Sort by key, then by content

Sean 'Shaleh' Perry shaleh at speakeasy.net
Fri Jan 30 02:48:57 EST 2004


On Thursday 29 January 2004 23:12, Wayne Folta wrote:
> As an experiment, I've written a Python script which reads my mailboxes
> and prints a report on how many messages I've gotten from from each
> unique sender. I use a dictionary with a key of the email address and
> each entry is a list with the 0th element being the user's name (if
> known) and the 1st being the count.
>
> At the end, I print the report, sorted by email address.

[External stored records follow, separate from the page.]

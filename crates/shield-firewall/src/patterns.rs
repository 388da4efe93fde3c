//! Injection rule table.
//!
//! Static catalogue of detection rules, evaluated in order by
//! [`InjectionFilter`](crate::InjectionFilter). Each entry carries a stable
//! id used in logs and [`SanitizationResult`](crate::SanitizationResult)s, a
//! [`PatternCategory`], and a regex compiled when the filter is built.
//!
//! New rules are added here, not in the filter's control flow.

use crate::models::PatternCategory;

/// A single detection rule.
#[derive(Debug, Clone, Copy, PartialEq, Eq)]
pub struct InjectionRule {
    /// Short, snake_case identifier.
    pub id: &'static str,
    /// Technique family.
    pub category: PatternCategory,
    /// Case-insensitive regex source.
    pub pattern: &'static str,
}

/// The built-in rule table.
pub static INJECTION_RULES: &[InjectionRule] = &[
    // ---- Instruction override ------------------------------------------
    InjectionRule {
        id: "ignore_instructions",
        category: PatternCategory::InstructionOverride,
        pattern: r"(?i)\bignore\s+(?:(?:all|any|the|your|my|of|these|those)\s+)*(?:(?:previous|prior|above|earlier|preceding|original|system)\s+)?(?:instructions?|prompts?|directions?|directives?)\b",
    },
    InjectionRule {
        id: "bypass_rules",
        category: PatternCategory::InstructionOverride,
        pattern: r"(?i)\b(?:override|bypass|circumvent)\s+(?:(?:all|any|the|your)\s+)*(?:(?:previous|system|safety|security|content)\s+)?(?:instructions?|rules|guidelines|restrictions|filters?)\b",
    },
    InjectionRule {
        id: "system_override",
        category: PatternCategory::InstructionOverride,
        pattern: r"(?i)\bsystem\s*:?\s*override\b",
    },
    InjectionRule {
        id: "new_instructions",
        category: PatternCategory::InstructionOverride,
        pattern: r"(?i)\bnew\s+(?:system\s+)?instructions?\s*:",
    },
    InjectionRule {
        id: "do_not_follow",
        category: PatternCategory::InstructionOverride,
        pattern: r"(?i)\bdo\s+not\s+follow\s+(?:any|the|your)\s+(?:previous|above|prior|original)\b",
    },
    // ---- Role override -------------------------------------------------
    InjectionRule {
        id: "mode_switch",
        category: PatternCategory::RoleOverride,
        pattern: r"(?i)\byou\s+are\s+now\s+(?:in\s+)?(?:an?\s+)?[\w-]+(?:\s+[\w-]+)?\s+mode\b",
    },
    InjectionRule {
        id: "enable_mode",
        category: PatternCategory::RoleOverride,
        pattern: r"(?i)\b(?:enable|activate|enter)\s+(?:developer|debug|god|jailbreak|dan|unrestricted)\s+mode\b",
    },
    InjectionRule {
        id: "act_unrestricted",
        category: PatternCategory::RoleOverride,
        pattern: r"(?i)\b(?:pretend|act|roleplay)\s+(?:to\s+be\s+|as\s+if\s+you\s+(?:are|were)\s+|as\s+|that\s+you\s+are\s+)(?:an?\s+)?(?:unrestricted|unfiltered|uncensored|jailbroken)\b",
    },
    InjectionRule {
        id: "do_anything_now",
        category: PatternCategory::RoleOverride,
        pattern: r"(?i)\bdo\s+anything\s+now\b",
    },
    // ---- Prompt extraction ---------------------------------------------
    InjectionRule {
        id: "reveal_instructions",
        category: PatternCategory::PromptExtraction,
        pattern: r"(?i)\b(?:reveal|show|display|print|output|repeat|disclose|leak)\s+(?:me\s+)?(?:(?:all|of)\s+)?(?:your|the)\s+(?:(?:system|hidden|initial|original|secret|internal|full)\s+)*(?:instructions?|prompts?)\b",
    },
    InjectionRule {
        id: "query_instructions",
        category: PatternCategory::PromptExtraction,
        pattern: r"(?i)\bwhat\s+(?:are|were|is)\s+your\s+(?:(?:system|initial|original|hidden)\s+)?(?:instructions?|prompt|rules)\b",
    },
    InjectionRule {
        id: "repeat_above",
        category: PatternCategory::PromptExtraction,
        pattern: r"(?i)\brepeat\s+(?:everything|all|the\s+text|the\s+words)\s+(?:above|before\s+this)\b",
    },
    // ---- Reset requests ------------------------------------------------
    InjectionRule {
        id: "forget_everything",
        category: PatternCategory::ResetRequest,
        pattern: r"(?i)\bforget\s+(?:everything|all\s+(?:of\s+)?(?:(?:your|the|previous|prior)\s+)*(?:instructions?|rules|context|training))\b",
    },
    InjectionRule {
        id: "disregard_rules",
        category: PatternCategory::ResetRequest,
        pattern: r"(?i)\bdisregard\s+(?:(?:all|any|the|your|my|of|these)\s+)*(?:(?:previous|prior|above|earlier|original|system|safety)\s+)?(?:instructions?|rules|guidelines|prompts?|directives?)\b",
    },
    InjectionRule {
        id: "start_over",
        category: PatternCategory::ResetRequest,
        pattern: r"(?i)\bstart\s+(?:over|fresh)\s+with\s+(?:new|no)\s+(?:instructions|rules)\b",
    },
];

/// Words whose character-transposed spellings are unscrambled before the
/// rule table is re-run (typoglycemia defense).
pub static OBFUSCATION_KEYWORDS: &[&str] = &[
    "ignore",
    "previous",
    "instruction",
    "instructions",
    "reveal",
    "system",
    "prompt",
    "disregard",
    "forget",
    "everything",
    "override",
    "bypass",
    "developer",
    "rules",
    "guidelines",
];

#[cfg(test)]
mod tests {
    use super::*;

    #[test]
    fn all_rules_compile() {
        for rule in INJECTION_RULES {
            regex::Regex::new(rule.pattern)
                .unwrap_or_else(|e| panic!("rule '{}' failed to compile: {e}", rule.id));
        }
    }

    #[test]
    fn ids_are_unique() {
        let mut seen = std::collections::HashSet::new();
        for rule in INJECTION_RULES {
            assert!(seen.insert(rule.id), "duplicate rule id: {}", rule.id);
        }
    }

    #[test]
    fn every_category_is_covered() {
        for category in [
            PatternCategory::InstructionOverride,
            PatternCategory::RoleOverride,
            PatternCategory::PromptExtraction,
            PatternCategory::ResetRequest,
        ] {
            assert!(INJECTION_RULES.iter().any(|r| r.category == category));
        }
    }

    #[test]
    fn keywords_are_lowercase_ascii() {
        for kw in OBFUSCATION_KEYWORDS {
            assert!(kw.len() > 3);
            assert!(kw.bytes().all(|b| b.is_ascii_lowercase()));
        }
    }
}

But then I
> want to print it sorted by frequency of message. What would be the most
> efficient, idiomatic, iterative, functional way to do that. After some
> head-twisting (it's way past my bedtime), I finally figured that
> heapq's would help me, but it seems there should be a cool way to turn
> the dict into a list (map) and also turn it inside out at the same
> time...
>
>
> Any suggestions?

How's this?

>>> d = {'shaleh@': ['Sean Perry', 12], 'lesley@': ['Lesley Perry', 34], 
'dean@': ['Dean Perry', 100]}
>>> contents = zip(d.keys(), d.values())
>>> contents.sort()
>>> contents
[('dean@', ['Dean Perry', 100]), ('lesley@', ['Lesley Perry', 34]), 
('shaleh@', ['Sean Perry', 12])]
>>> contents.sort(lambda x,y: cmp(x[1][1], y[1][1]))
>>> contents
[('shaleh@', ['Sean Perry', 12]), ('lesley@', ['Lesley Perry', 34]), ('dean@', 
['Dean Perry', 100])]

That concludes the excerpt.